▶ [What you need to do]
Every line of the material should be output exactly as written.

▶ [Records provided]
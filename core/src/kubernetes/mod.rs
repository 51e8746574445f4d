mod client;
pub mod config_maps;
pub mod errors;
pub mod labels;
pub mod validation;

pub use client::{ClientError, create_kube_client};
use crate::kubernetes::errors::ClusterError;
use crate::kubernetes::labels::LabelSelector;
use async_trait::async_trait;
use k8s_openapi::api::core::v1::ConfigMap;
use kube::api::{DeleteParams, ListParams, PostParams};
use kube::{Api, Client};
#[cfg(test)]
use mockall::automock;
use tracing::trace;

/// The namespaced ConfigMap calls the lifecycle layer needs from a cluster.
#[cfg_attr(test, automock)]
#[async_trait]
pub trait ConfigMapApi: Send + Sync {
    async fn get(&self, namespace: &str, name: &str) -> Result<ConfigMap, ClusterError>;

    async fn list(
        &self,
        namespace: &str,
        selector: &LabelSelector,
    ) -> Result<Vec<ConfigMap>, ClusterError>;

    async fn create(
        &self,
        namespace: &str,
        config_map: &ConfigMap,
    ) -> Result<ConfigMap, ClusterError>;

    async fn delete(&self, namespace: &str, name: &str) -> Result<(), ClusterError>;

    async fn delete_collection(
        &self,
        namespace: &str,
        selector: &LabelSelector,
    ) -> Result<(), ClusterError>;
}

#[derive(Clone)]
pub struct KubeConfigMapApi {
    client: Client,
}

impl KubeConfigMapApi {
    pub fn new(client: Client) -> Self {
        Self { client }
    }

    fn api(&self, namespace: &str) -> Api<ConfigMap> {
        Api::namespaced(self.client.clone(), namespace)
    }
}

fn list_params(selector: &LabelSelector) -> ListParams {
    if selector.is_empty() {
        ListParams::default()
    } else {
        ListParams::default().labels(&selector.to_string())
    }
}

#[async_trait]
impl ConfigMapApi for KubeConfigMapApi {
    async fn get(&self, namespace: &str, name: &str) -> Result<ConfigMap, ClusterError> {
        Ok(self.api(namespace).get(name).await?)
    }

    async fn list(
        &self,
        namespace: &str,
        selector: &LabelSelector,
    ) -> Result<Vec<ConfigMap>, ClusterError> {
        let list = self.api(namespace).list(&list_params(selector)).await?;
        Ok(list.items)
    }

    async fn create(
        &self,
        namespace: &str,
        config_map: &ConfigMap,
    ) -> Result<ConfigMap, ClusterError> {
        Ok(self
            .api(namespace)
            .create(&PostParams::default(), config_map)
            .await?)
    }

    async fn delete(&self, namespace: &str, name: &str) -> Result<(), ClusterError> {
        let response = self
            .api(namespace)
            .delete(name, &DeleteParams::default())
            .await?;
        trace!(
            "Delete of {namespace}/{name} accepted; pending={}",
            response.is_left()
        );
        Ok(())
    }

    async fn delete_collection(
        &self,
        namespace: &str,
        selector: &LabelSelector,
    ) -> Result<(), ClusterError> {
        let response = self
            .api(namespace)
            .delete_collection(&DeleteParams::default(), &list_params(selector))
            .await?;
        trace!(
            "Delete of ConfigMaps in {namespace} matching {selector} accepted; pending={}",
            response.is_left()
        );
        Ok(())
    }
}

▶ [Answer for this exercise]
filename core/src/kubernetes/mod.rs
repository 51e8746574445f4d
mod client;
pub mod config_maps;
pub mod errors;
pub mod labels;
pub mod validation;

pub use client::{ClientError, create_kube_client};
use crate::kubernetes::errors::ClusterError;
use crate::kubernetes::labels::LabelSelector;
use async_trait::async_trait;
use k8s_openapi::api::core::v1::ConfigMap;
use kube::api::{DeleteParams, ListParams, PostParams};
use kube::{Api, Client};
#[cfg(test)]
use mockall::automock;
use tracing::trace;

/// The namespaced ConfigMap calls the lifecycle layer needs from a cluster.
#[cfg_attr(test, automock)]
#[async_trait]
pub trait ConfigMapApi: Send + Sync {
    async fn get(&self, namespace: &str, name: &str) -> Result<ConfigMap, ClusterError>;

    async fn list(
        &self,
        namespace: &str,
        selector: &LabelSelector,
    ) -> Result<Vec<ConfigMap>, ClusterError>;

    async fn create(
        &self,
        namespace: &str,
        config_map: &ConfigMap,
    ) -> Result<ConfigMap, ClusterError>;

    async fn delete(&self, namespace: &str, name: &str) -> Result<(), ClusterError>;

    async fn delete_collection(
        &self,
        namespace: &str,
        selector: &LabelSelector,
    ) -> Result<(), ClusterError>;
}

#[derive(Clone)]
pub struct KubeConfigMapApi {
    client: Client,
}

impl KubeConfigMapApi {
    pub fn new(client: Client) -> Self {
        Self { client }
    }

    fn api(&self, namespace: &str) -> Api<ConfigMap> {
        Api::namespaced(self.client.clone(), namespace)
    }
}

fn list_params(selector: &LabelSelector) -> ListParams {
    if selector.is_empty() {
        ListParams::default()
    } else {
        ListParams::default().labels(&selector.to_string())
    }
}

#[async_trait]
impl ConfigMapApi for KubeConfigMapApi {
    async fn get(&self, namespace: &str, name: &str) -> Result<ConfigMap, ClusterError> {
        Ok(self.api(namespace).get(name).await?)
    }

    async fn list(
        &self,
        namespace: &str,
        selector: &LabelSelector,
    ) -> Result<Vec<ConfigMap>, ClusterError> {
        let list = self.api(namespace).list(&list_params(selector)).await?;
        Ok(list.items)
    }

    async fn create(
        &self,
        namespace: &str,
        config_map: &ConfigMap,
    ) -> Result<ConfigMap, ClusterError> {
        Ok(self
            .api(namespace)
            .create(&PostParams::default(), config_map)
            .await?)
    }

    async fn delete(&self, namespace: &str, name: &str) -> Result<(), ClusterError> {
        let response = self
            .api(namespace)
            .delete(name, &DeleteParams::default())
            .await?;
        trace!(
            "Delete of {namespace}/{name} accepted; pending={}",
            response.is_left()
        );
        Ok(())
    }

    async fn delete_collection(
        &self,
        namespace: &str,
        selector: &LabelSelector,
    ) -> Result<(), ClusterError> {
        let response = self
            .api(namespace)
            .delete_collection(&DeleteParams::default(), &list_params(selector))
            .await?;
        trace!(
            "Delete of ConfigMaps in {namespace} matching {selector} accepted; pending={}",
            response.is_left()
        );
        Ok(())
    }
}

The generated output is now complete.